Task objective:
Using the listing below, retype exactly the lines starting at the one with "pub struct Label" and ending at the one with "pub fn recurrence_rule(&self)", and include both.

**** Provided data ****

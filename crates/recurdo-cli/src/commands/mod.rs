use anyhow::{anyhow, Result};
use chrono::Local;
use recurdo_core::recurrence::{cutoff_from, RecurrenceEngine};
use recurdo_core::repository::{RestConfig, RestRepository};

use crate::config::Config;

pub mod check;
pub mod run;

/// Builds the engine against the configured service, with the cutoff counted
/// from today's local date.
pub fn build_engine(config: &Config) -> Result<RecurrenceEngine<RestRepository>> {
    let api_key = config
        .api_key
        .as_deref()
        .filter(|key| !key.trim().is_empty())
        .ok_or_else(|| {
            anyhow!("No API key configured. Pass --api-key or set API_KEY / RECURDO_API_KEY.")
        })?;

    let cutoff = cutoff_from(Local::now().date_naive(), config.cutoff_period)?;
    let repo = RestRepository::new(RestConfig::new(api_key).with_base_url(&config.base_url));
    Ok(RecurrenceEngine::new(repo, cutoff))
}
use std::path::PathBuf;

use clap::{Parser, Subcommand};

/// Keeps recurring task trees rolled forward in your to-do list
///
/// Tasks labeled `recur_<ISO-8601 period>` (e.g. `recur_P1M`) are copied,
/// subtasks included, one period ahead until no labeled task is due before
/// the cutoff.
#[derive(Parser, Debug)]
#[command(name = "recurdo", author, version, about)]
pub struct Cli {
    /// Path to a TOML configuration file
    #[arg(short, long, global = true)]
    pub config: Option<PathBuf>,

    /// API token for the task service (defaults to $API_KEY)
    #[arg(long, global = true)]
    pub api_key: Option<String>,

    /// ISO-8601 period defining how far in the future labeled tasks must be to not be processed
    #[arg(long, global = true, value_name = "PERIOD")]
    pub cutoff_period: Option<String>,

    /// Base URL of the task service REST API
    #[arg(long, global = true, value_name = "URL")]
    pub base_url: Option<String>,

    /// Log every remote call
    #[arg(short, long, global = true)]
    pub verbose: bool,

    #[command(subcommand)]
    pub command: Option<Commands>,
}

#[derive(Subcommand, Debug, Clone, Copy, PartialEq, Eq)]
pub enum Commands {
    /// Copy every labeled task due before the cutoff (the default)
    Run,
    /// Validate labeled tasks and list them without changing anything
    Check,
}
use std::fmt;

use chrono::NaiveDate;
use serde::{Deserialize, Serialize};

use crate::error::CoreError;
use crate::period::Period;

/// Label names starting with this marker declare a recurrence period.
pub const LABEL_PREFIX: &str = "recur_";

#[derive(Debug, Clone, Default, PartialEq, Eq, Hash, PartialOrd, Ord, Serialize, Deserialize)]
#[serde(transparent)]
pub struct TaskId(pub String);

impl fmt::Display for TaskId {
    fn fmt(&self, f: &mut fmt::Formatter<'_>) -> fmt::Result {
        f.write_str(&self.0)
    }
}

impl From<&str> for TaskId {
    fn from(value: &str) -> Self {
        Self(value.to_string())
    }
}

/// A label as the engine sees it.
///
/// `key` is the opaque value tasks carry in their label list; `name` is what
/// users see and what encodes the recurrence period.
#[derive(Debug, Clone, PartialEq, Eq)]
pub struct Label {
    pub key: String,
    pub name: String,
}

impl Label {
    /// Decodes the recurrence rule declared by this label, if any.
    ///
    /// Labels without [`LABEL_PREFIX`] declare nothing. A prefixed label whose
    /// remainder is not a strictly positive ISO-8601 period is an error.
    pub fn recurrence_rule(&self) -> Result<Option<RecurrenceRule>, CoreError> {
        let Some(encoded) = self.name.strip_prefix(LABEL_PREFIX) else {
            return Ok(None);
        };

        let period: Period = encoded.parse().map_err(|e| match e {
            CoreError::InvalidPeriod { reason, .. } => CoreError::InvalidRecurrenceLabel {
                label: self.name.clone(),
                reason,
            },
            other => other,
        })?;

        if !period.is_positive() {
            return Err(CoreError::InvalidRecurrenceLabel {
                label: self.name.clone(),
                reason: format!("period {period} must move dates forward"),
            });
        }

        Ok(Some(RecurrenceRule {
            label: self.key.clone(),
            name: self.name.clone(),
            period,
        }))
    }
}

#[derive(Debug, Clone, PartialEq, Eq)]
pub struct RecurrenceRule {
    /// Key of the label that declared this rule.
    pub label: String,
    pub name: String,
    pub period: Period,
}

/// Due or deadline information. Only `date` is interpreted; the rest is
/// carried through untouched.
#[derive(Debug, Clone, PartialEq, Eq, Serialize, Deserialize)]
pub struct Due {
    pub date: NaiveDate,
    #[serde(default)]
    pub is_recurring: bool,
    #[serde(default)]
    pub datetime: Option<String>,
    #[serde(default)]
    pub string: Option<String>,
    #[serde(default)]
    pub timezone: Option<String>,
    #[serde(default)]
    pub lang: Option<String>,
}

impl Due {
    pub fn on(date: NaiveDate) -> Self {
        Self {
            date,
            is_recurring: false,
            datetime: None,
            string: None,
            timezone: None,
            lang: None,
        }
    }

    pub fn has_time_of_day(&self) -> bool {
        self.datetime.is_some()
    }
}

#[derive(Debug, Clone, PartialEq, Eq, Serialize, Deserialize)]
pub struct Task {
    pub id: TaskId,
    pub project_id: String,
    #[serde(default)]
    pub section_id: Option<String>,
    pub content: String,
    #[serde(default)]
    pub description: String,
    #[serde(default)]
    pub labels: Vec<String>,
    #[serde(default)]
    pub parent_id: Option<TaskId>,
    #[serde(default)]
    pub order: i64,
    #[serde(default = "default_priority")]
    pub priority: u8,
    #[serde(default)]
    pub due: Option<Due>,
    #[serde(default)]
    pub deadline: Option<Due>,
    #[serde(default)]
    pub url: String,
}

fn default_priority() -> u8 {
    1
}

impl Default for Task {
    fn default() -> Self {
        Self {
            id: TaskId::default(),
            project_id: String::new(),
            section_id: None,
            content: String::new(),
            description: String::new(),
            labels: Vec::new(),
            parent_id: None,
            order: 0,
            priority: default_priority(),
            due: None,
            deadline: None,
            url: String::new(),
        }
    }
}

impl Task {
    pub fn task_ref(&self) -> TaskRef {
        TaskRef {
            id: self.id.clone(),
            content: self.content.clone(),
            url: self.url.clone(),
        }
    }

    /// Builds the creation request for a copy of this task shifted by `period`.
    ///
    /// `parent_id` replaces the task's own parent when given.
    pub fn to_new_task(
        &self,
        period: Period,
        parent_id: Option<TaskId>,
    ) -> Result<NewTaskData, CoreError> {
        let shift = |due: &Option<Due>| due.as_ref().map(|d| period.add_to(d.date)).transpose();

        Ok(NewTaskData {
            content: self.content.clone(),
            description: self.description.clone(),
            project_id: self.project_id.clone(),
            section_id: self.section_id.clone(),
            parent_id: parent_id.or_else(|| self.parent_id.clone()),
            order: self.order,
            priority: self.priority,
            labels: self.labels.clone(),
            due_date: shift(&self.due)?,
            deadline_date: shift(&self.deadline)?,
        })
    }
}

/// Enough of a task to let a human find it.
#[derive(Debug, Clone, PartialEq, Eq)]
pub struct TaskRef {
    pub id: TaskId,
    pub content: String,
    pub url: String,
}

impl fmt::Display for TaskRef {
    fn fmt(&self, f: &mut fmt::Formatter<'_>) -> fmt::Result {
        write!(f, "'{}' (id {}", self.content, self.id)?;
        if !self.url.is_empty() {
            write!(f, ", {}", self.url)?;
        }
        f.write_str(")")
    }
}

#[derive(Debug, Clone, PartialEq, Eq, Default, Serialize, Deserialize)]
pub struct NewTaskData {
    pub content: String,
    #[serde(default, skip_serializing_if = "String::is_empty")]
    pub description: String,
    pub project_id: String,
    #[serde(default, skip_serializing_if = "Option::is_none")]
    pub section_id: Option<String>,
    #[serde(default, skip_serializing_if = "Option::is_none")]
    pub parent_id: Option<TaskId>,
    pub order: i64,
    pub priority: u8,
    pub labels: Vec<String>,
    #[serde(default, skip_serializing_if = "Option::is_none")]
    pub due_date: Option<NaiveDate>,
    #[serde(default, skip_serializing_if = "Option::is_none")]
    pub deadline_date: Option<NaiveDate>,
}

****

Result:
pub struct Label {
    pub key: String,
    pub name: String,
}

impl Label {
    /// Decodes the recurrence rule declared by this label, if any.
    ///
    /// Labels without [`LABEL_PREFIX`] declare nothing. A prefixed label whose
    /// remainder is not a strictly positive ISO-8601 period is an error.
    pub fn recurrence_rule(&self) -> Result<Option<RecurrenceRule>, CoreError> {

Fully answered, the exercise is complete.